Slave Labour is evidently an energetic and imaginative company, and there are rewarding moments of inventiveness in the staging – the umbrellas of rush-hour London, the jellyfish hand puppets – that hint at what they might achieve with a more fleshed-out script. The cast is likeable and time doesn't drag. But fundamentally what this show lacks most of the time is a sense of irony. While these characters' travelling experiences seem, to them, unique and important, they occur within the context of a homogenised and commodified travel ‘experience', whose universalism is precisely what should produce a knowing humour within an audience that recognises it and remembers, somewhat embarrassedly, their own past responses to it.
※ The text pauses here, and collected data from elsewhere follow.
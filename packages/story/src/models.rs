use chrono::{DateTime, SubsecRound, Utc};
use serde::{Deserialize, Serialize};
use strum::{AsRefStr, Display, EnumIter, EnumString};
use uuid::Uuid;

use crate::word_target::{word_target_for, WordTarget};

#[derive(
    Debug, Clone, Copy, PartialEq, Eq, Hash, Serialize, Deserialize, Display, EnumString, EnumIter, AsRefStr,
)]
#[serde(rename_all = "lowercase")]
#[strum(serialize_all = "lowercase")]
pub enum Lang {
    Sv,
    En,
}

#[derive(
    Debug, Clone, Copy, PartialEq, Eq, Serialize, Deserialize, Display, EnumString, EnumIter, AsRefStr,
)]
#[serde(rename_all = "lowercase")]
#[strum(serialize_all = "lowercase")]
pub enum StoryLength {
    Short,
    Medium,
    Long,
}

#[derive(
    Debug, Clone, Copy, PartialEq, Eq, Serialize, Deserialize, Display, EnumString, EnumIter, AsRefStr,
)]
#[serde(rename_all = "lowercase")]
#[strum(serialize_all = "lowercase")]
pub enum Tone {
    Cozy,
    Silly,
    Adventurous,
    Calm,
}

#[derive(
    Debug, Clone, Copy, PartialEq, Eq, Serialize, Deserialize, Display, EnumString, EnumIter, AsRefStr,
)]
#[serde(rename_all = "lowercase")]
#[strum(serialize_all = "lowercase")]
pub enum ReadingLevel {
    Simple,
    Normal,
}

/// Descriptive metadata stored alongside a generated story.
#[derive(Debug, Clone, PartialEq, Eq, Serialize, Deserialize)]
#[serde(rename_all = "camelCase")]
pub struct StoryMeta {
    pub language: Lang,
    pub length: StoryLength,
    pub word_target: WordTarget,
    #[serde(default, skip_serializing_if = "Option::is_none")]
    pub tone: Option<Tone>,
    #[serde(default, skip_serializing_if = "Option::is_none")]
    pub reading_level: Option<ReadingLevel>,
    #[serde(default, skip_serializing_if = "Option::is_none")]
    pub wind_down: Option<bool>,
}

impl StoryMeta {
    pub fn new(language: Lang, length: StoryLength) -> Self {
        Self {
            language,
            length,
            word_target: word_target_for(length),
            tone: None,
            reading_level: None,
            wind_down: None,
        }
    }

    pub fn with_tone(mut self, tone: Tone) -> Self {
        self.tone = Some(tone);
        self
    }

    pub fn with_reading_level(mut self, reading_level: ReadingLevel) -> Self {
        self.reading_level = Some(reading_level);
        self
    }

    pub fn with_wind_down(mut self, wind_down: bool) -> Self {
        self.wind_down = Some(wind_down);
        self
    }

    /// Whether the stored word target still matches the length.
    pub fn is_consistent(&self) -> bool {
        self.word_target == word_target_for(self.length)
    }
}

/// A generated story. Immutable once created.
#[derive(Debug, Clone, PartialEq, Serialize, Deserialize)]
#[serde(rename_all = "camelCase")]
pub struct StoryRecord {
    pub id: Uuid,
    pub created_at: DateTime<Utc>,
    pub text: String,
    pub meta: StoryMeta,
}

impl StoryRecord {
    /// New record with a fresh id. `created_at` is truncated to microseconds,
    /// the precision of a Postgres `timestamptz`.
    pub fn new(text: impl Into<String>, meta: StoryMeta) -> Self {
        Self {
            id: Uuid::new_v4(),
            created_at: Utc::now().trunc_subsecs(6),
            text: text.into(),
            meta,
        }
    }
}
As We Enter doesn't really navigate this gulf successfully, and could have done with a dash more ‘Gap Yah'-style self-awareness.
But maybe that's my cynical 30-year-old self speaking. One character describes how her 26-year-old boyfriend turned up his nose at the idea of this drunken European tour on a party bus (throughout which, in actual fact, the characters are very seldom drunk, although they talk a lot about drinking) and perhaps, like him, I'm simply too old for this show.
Opening night received warm laughter from many younger BATS patrons, and if Slave Labour can fill four more houses with theatregoers in the 18-25 age group, then all power to them.